ASSIGNMENT ▸
Each line below must be written out exactly as shown.

[Stored data entries]
╭──

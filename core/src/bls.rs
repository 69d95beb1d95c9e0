// Copyright (c) 2024-2025 The TezSign Foundation

//! BLS12-381 MinPk signing primitives
//!
//! MinPk keeps public keys in G1 (48 bytes compressed) and signatures in
//! G2 (96 bytes compressed), matching the chain's tz4 signer scheme.
//! Signatures use the CFRG POP ciphersuite DST; proofs of possession use
//! the dedicated POP DST over the signer's own compressed public key.

use blst::min_pk::{AggregateSignature, PublicKey, SecretKey, Signature};
use blst::BLST_ERROR;
use rand::{rngs::OsRng, RngCore};
use zeroize::Zeroize;

use crate::b58;

/// CFRG MinPk ciphersuite (signature-in-G2, pubkey-in-G1).
pub const DST_SIG: &[u8] = b"BLS_SIG_BLS12381G2_XMD:SHA-256_SSWU_RO_POP_";
/// DST for proofs of possession.
pub const DST_POP: &[u8] = b"BLS_POP_BLS12381G2_XMD:SHA-256_SSWU_RO_POP_";

pub const PUBLIC_KEY_LEN: usize = 48;
pub const SIGNATURE_LEN: usize = 96;
pub const SECRET_KEY_LEN: usize = 32;
pub const ADDRESS_LEN: usize = 20;

#[derive(Clone, Copy, PartialEq, Debug, thiserror::Error)]
pub enum BlsError {
    #[error("pubkey must be 48-byte G1 compressed")]
    InvalidPublicKey,

    #[error("signature must be 96-byte G2 compressed")]
    InvalidSignature,

    #[error("invalid scalar")]
    InvalidSecretKey,

    #[error("key generation failed")]
    KeyGen,

    #[error("nothing to aggregate")]
    EmptyAggregate,
}

/// Generate a fresh random key: `(sk, compressed pk, tz4 address bytes)`.
pub fn generate() -> Result<(SecretKey, [u8; PUBLIC_KEY_LEN], [u8; ADDRESS_LEN]), BlsError> {
    let mut ikm = [0u8; 32];
    OsRng.fill_bytes(&mut ikm);
    let sk = SecretKey::key_gen(&ikm, &[]).map_err(|_| BlsError::KeyGen);
    ikm.zeroize();
    let sk = sk?;

    let pk = compressed_public_key(&sk);
    let addr = address(&pk);
    Ok((sk, pk, addr))
}

/// Compressed G1 public key for a secret key.
pub fn compressed_public_key(sk: &SecretKey) -> [u8; PUBLIC_KEY_LEN] {
    sk.sk_to_pk().compress()
}

/// BLAKE2b-160 hash of the compressed public key (the tz4 payload).
pub fn address(pk: &[u8; PUBLIC_KEY_LEN]) -> [u8; ADDRESS_LEN] {
    use blake2::digest::{Update, VariableOutput};
    use blake2::Blake2bVar;

    let mut h = Blake2bVar::new(ADDRESS_LEN).expect("valid blake2b output length");
    h.update(pk);
    let mut out = [0u8; ADDRESS_LEN];
    h.finalize_variable(&mut out)
        .expect("output length matches");
    out
}

/// tz4 Base58Check address for a compressed public key.
pub fn tz4_address(pk: &[u8; PUBLIC_KEY_LEN]) -> String {
    b58::check_encode(b58::PFX_TZ4, &address(pk))
}

/// BLpk Base58Check rendering of a compressed public key.
pub fn encode_public_key(pk: &[u8; PUBLIC_KEY_LEN]) -> String {
    b58::check_encode(b58::PFX_BL_PUBKEY, pk)
}

/// BLsig Base58Check rendering of a compressed signature.
pub fn encode_signature(sig: &[u8; SIGNATURE_LEN]) -> String {
    b58::check_encode(b58::PFX_BL_SIGNATURE, sig)
}

/// Sign `msg` under the MinPk signature DST.
pub fn sign(sk: &SecretKey, msg: &[u8]) -> [u8; SIGNATURE_LEN] {
    sk.sign(msg, DST_SIG, &[]).compress()
}

/// Sign the signer's own compressed public key under the POP DST.
pub fn sign_pop(sk: &SecretKey, pk: &[u8; PUBLIC_KEY_LEN]) -> [u8; SIGNATURE_LEN] {
    sk.sign(pk, DST_POP, &[]).compress()
}

fn uncompress_pk(pk: &[u8]) -> Result<PublicKey, BlsError> {
    if pk.len() != PUBLIC_KEY_LEN {
        return Err(BlsError::InvalidPublicKey);
    }
    PublicKey::uncompress(pk).map_err(|_| BlsError::InvalidPublicKey)
}

fn uncompress_sig(sig: &[u8]) -> Result<Signature, BlsError> {
    if sig.len() != SIGNATURE_LEN {
        return Err(BlsError::InvalidSignature);
    }
    Signature::uncompress(sig).map_err(|_| BlsError::InvalidSignature)
}

/// Verify a single `(pk, sig, msg)` triple.
pub fn verify(pk: &[u8], sig: &[u8], msg: &[u8]) -> bool {
    let (pk, sig) = match (uncompress_pk(pk), uncompress_sig(sig)) {
        (Ok(pk), Ok(sig)) => (pk, sig),
        _ => return false,
    };
    sig.verify(true, msg, DST_SIG, &[], &pk, true) == BLST_ERROR::BLST_SUCCESS
}

/// Verify a proof of possession over `pk`.
pub fn verify_pop(pk: &[u8], pop: &[u8]) -> bool {
    let (pk_point, sig) = match (uncompress_pk(pk), uncompress_sig(pop)) {
        (Ok(p), Ok(s)) => (p, s),
        _ => return false,
    };
    sig.verify(true, pk, DST_POP, &[], &pk_point, true) == BLST_ERROR::BLST_SUCCESS
}

/// Aggregate signatures over a common message.
pub fn aggregate(sigs: &[[u8; SIGNATURE_LEN]]) -> Result<[u8; SIGNATURE_LEN], BlsError> {
    if sigs.is_empty() {
        return Err(BlsError::EmptyAggregate);
    }

    let mut points = Vec::with_capacity(sigs.len());
    for s in sigs {
        points.push(uncompress_sig(s)?);
    }
    let refs: Vec<&Signature> = points.iter().collect();

    let agg =
        AggregateSignature::aggregate(&refs, true).map_err(|_| BlsError::InvalidSignature)?;
    Ok(agg.to_signature().compress())
}

/// Verify an aggregate of signatures by `pks` over the same `msg`.
pub fn fast_aggregate_verify(pks: &[&[u8]], agg: &[u8], msg: &[u8]) -> bool {
    let mut points = Vec::with_capacity(pks.len());
    for pk in pks {
        match uncompress_pk(pk) {
            Ok(p) => points.push(p),
            Err(_) => return false,
        }
    }
    let refs: Vec<&PublicKey> = points.iter().collect();

    let sig = match uncompress_sig(agg) {
        Ok(s) => s,
        Err(_) => return false,
    };
    sig.fast_aggregate_verify(true, msg, DST_SIG, &refs) == BLST_ERROR::BLST_SUCCESS
}

/// Export a secret key as a BLsk string (little-endian scalar payload).
pub fn encode_secret_key(sk: &SecretKey) -> String {
    let mut le = sk.to_bytes();
    le.reverse();
    let s = b58::check_encode(b58::PFX_BL_SECRET_KEY, &le);
    le.zeroize();
    s
}

/// Import a BLsk string back into a secret key.
pub fn import_secret_key(blsk: &str) -> Result<SecretKey, BlsError> {
    let mut le = b58::check_decode_len(b58::PFX_BL_SECRET_KEY, blsk, SECRET_KEY_LEN)
        .map_err(|_| BlsError::InvalidSecretKey)?;
    le.reverse(); // wire is little-endian, blst wants big-endian
    let sk = SecretKey::from_bytes(&le).map_err(|_| BlsError::InvalidSecretKey);
    le.zeroize();
    sk
}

╰──

RESPONSE FOR THIS EXERCISE ▸
filename core/src/bls.rs
repository 69d95beb1d95c9e0
// Copyright (c) 2024-2025 The TezSign Foundation

//! BLS12-381 MinPk signing primitives
//!
//! MinPk keeps public keys in G1 (48 bytes compressed) and signatures in
//! G2 (96 bytes compressed), matching the chain's tz4 signer scheme.
//! Signatures use the CFRG POP ciphersuite DST; proofs of possession use
//! the dedicated POP DST over the signer's own compressed public key.

use blst::min_pk::{AggregateSignature, PublicKey, SecretKey, Signature};
use blst::BLST_ERROR;
use rand::{rngs::OsRng, RngCore};
use zeroize::Zeroize;

use crate::b58;

/// CFRG MinPk ciphersuite (signature-in-G2, pubkey-in-G1).
pub const DST_SIG: &[u8] = b"BLS_SIG_BLS12381G2_XMD:SHA-256_SSWU_RO_POP_";
/// DST for proofs of possession.
pub const DST_POP: &[u8] = b"BLS_POP_BLS12381G2_XMD:SHA-256_SSWU_RO_POP_";

pub const PUBLIC_KEY_LEN: usize = 48;
pub const SIGNATURE_LEN: usize = 96;
pub const SECRET_KEY_LEN: usize = 32;
pub const ADDRESS_LEN: usize = 20;

#[derive(Clone, Copy, PartialEq, Debug, thiserror::Error)]
pub enum BlsError {
    #[error("pubkey must be 48-byte G1 compressed")]
    InvalidPublicKey,

    #[error("signature must be 96-byte G2 compressed")]
    InvalidSignature,

    #[error("invalid scalar")]
    InvalidSecretKey,

    #[error("key generation failed")]
    KeyGen,

    #[error("nothing to aggregate")]
    EmptyAggregate,
}

/// Generate a fresh random key: `(sk, compressed pk, tz4 address bytes)`.
pub fn generate() -> Result<(SecretKey, [u8; PUBLIC_KEY_LEN], [u8; ADDRESS_LEN]), BlsError> {
    let mut ikm = [0u8; 32];
    OsRng.fill_bytes(&mut ikm);
    let sk = SecretKey::key_gen(&ikm, &[]).map_err(|_| BlsError::KeyGen);
    ikm.zeroize();
    let sk = sk?;

    let pk = compressed_public_key(&sk);
    let addr = address(&pk);
    Ok((sk, pk, addr))
}

/// Compressed G1 public key for a secret key.
pub fn compressed_public_key(sk: &SecretKey) -> [u8; PUBLIC_KEY_LEN] {
    sk.sk_to_pk().compress()
}

/// BLAKE2b-160 hash of the compressed public key (the tz4 payload).
pub fn address(pk: &[u8; PUBLIC_KEY_LEN]) -> [u8; ADDRESS_LEN] {
    use blake2::digest::{Update, VariableOutput};
    use blake2::Blake2bVar;

    let mut h = Blake2bVar::new(ADDRESS_LEN).expect("valid blake2b output length");
    h.update(pk);
    let mut out = [0u8; ADDRESS_LEN];
    h.finalize_variable(&mut out)
        .expect("output length matches");
    out
}

/// tz4 Base58Check address for a compressed public key.
pub fn tz4_address(pk: &[u8; PUBLIC_KEY_LEN]) -> String {
    b58::check_encode(b58::PFX_TZ4, &address(pk))
}

/// BLpk Base58Check rendering of a compressed public key.
pub fn encode_public_key(pk: &[u8; PUBLIC_KEY_LEN]) -> String {
    b58::check_encode(b58::PFX_BL_PUBKEY, pk)
}

/// BLsig Base58Check rendering of a compressed signature.
pub fn encode_signature(sig: &[u8; SIGNATURE_LEN]) -> String {
    b58::check_encode(b58::PFX_BL_SIGNATURE, sig)
}

/// Sign `msg` under the MinPk signature DST.
pub fn sign(sk: &SecretKey, msg: &[u8]) -> [u8; SIGNATURE_LEN] {
    sk.sign(msg, DST_SIG, &[]).compress()
}

/// Sign the signer's own compressed public key under the POP DST.
pub fn sign_pop(sk: &SecretKey, pk: &[u8; PUBLIC_KEY_LEN]) -> [u8; SIGNATURE_LEN] {
    sk.sign(pk, DST_POP, &[]).compress()
}

fn uncompress_pk(pk: &[u8]) -> Result<PublicKey, BlsError> {
    if pk.len() != PUBLIC_KEY_LEN {
        return Err(BlsError::InvalidPublicKey);
    }
    PublicKey::uncompress(pk).map_err(|_| BlsError::InvalidPublicKey)
}

fn uncompress_sig(sig: &[u8]) -> Result<Signature, BlsError> {
    if sig.len() != SIGNATURE_LEN {
        return Err(BlsError::InvalidSignature);
    }
    Signature::uncompress(sig).map_err(|_| BlsError::InvalidSignature)
}

/// Verify a single `(pk, sig, msg)` triple.
pub fn verify(pk: &[u8], sig: &[u8], msg: &[u8]) -> bool {
    let (pk, sig) = match (uncompress_pk(pk), uncompress_sig(sig)) {
        (Ok(pk), Ok(sig)) => (pk, sig),
        _ => return false,
    };
    sig.verify(true, msg, DST_SIG, &[], &pk, true) == BLST_ERROR::BLST_SUCCESS
}

/// Verify a proof of possession over `pk`.
pub fn verify_pop(pk: &[u8], pop: &[u8]) -> bool {
    let (pk_point, sig) = match (uncompress_pk(pk), uncompress_sig(pop)) {
        (Ok(p), Ok(s)) => (p, s),
        _ => return false,
    };
    sig.verify(true, pk, DST_POP, &[], &pk_point, true) == BLST_ERROR::BLST_SUCCESS
}

/// Aggregate signatures over a common message.
pub fn aggregate(sigs: &[[u8; SIGNATURE_LEN]]) -> Result<[u8; SIGNATURE_LEN], BlsError> {
    if sigs.is_empty() {
        return Err(BlsError::EmptyAggregate);
    }

    let mut points = Vec::with_capacity(sigs.len());
    for s in sigs {
        points.push(uncompress_sig(s)?);
    }
    let refs: Vec<&Signature> = points.iter().collect();

    let agg =
        AggregateSignature::aggregate(&refs, true).map_err(|_| BlsError::InvalidSignature)?;
    Ok(agg.to_signature().compress())
}

/// Verify an aggregate of signatures by `pks` over the same `msg`.
pub fn fast_aggregate_verify(pks: &[&[u8]], agg: &[u8], msg: &[u8]) -> bool {
    let mut points = Vec::with_capacity(pks.len());
    for pk in pks {
        match uncompress_pk(pk) {
            Ok(p) => points.push(p),
            Err(_) => return false,
        }
    }
    let refs: Vec<&PublicKey> = points.iter().collect();

    let sig = match uncompress_sig(agg) {
        Ok(s) => s,
        Err(_) => return false,
    };
    sig.fast_aggregate_verify(true, msg, DST_SIG, &refs) == BLST_ERROR::BLST_SUCCESS
}

/// Export a secret key as a BLsk string (little-endian scalar payload).
pub fn encode_secret_key(sk: &SecretKey) -> String {
    let mut le = sk.to_bytes();
    le.reverse();
    let s = b58::check_encode(b58::PFX_BL_SECRET_KEY, &le);
    le.zeroize();
    s
}

/// Import a BLsk string back into a secret key.
pub fn import_secret_key(blsk: &str) -> Result<SecretKey, BlsError> {
    let mut le = b58::check_decode_len(b58::PFX_BL_SECRET_KEY, blsk, SECRET_KEY_LEN)
        .map_err(|_| BlsError::InvalidSecretKey)?;
    le.reverse(); // wire is little-endian, blst wants big-endian
    let sk = SecretKey::from_bytes(&le).map_err(|_| BlsError::InvalidSecretKey);
    le.zeroize();
    sk
}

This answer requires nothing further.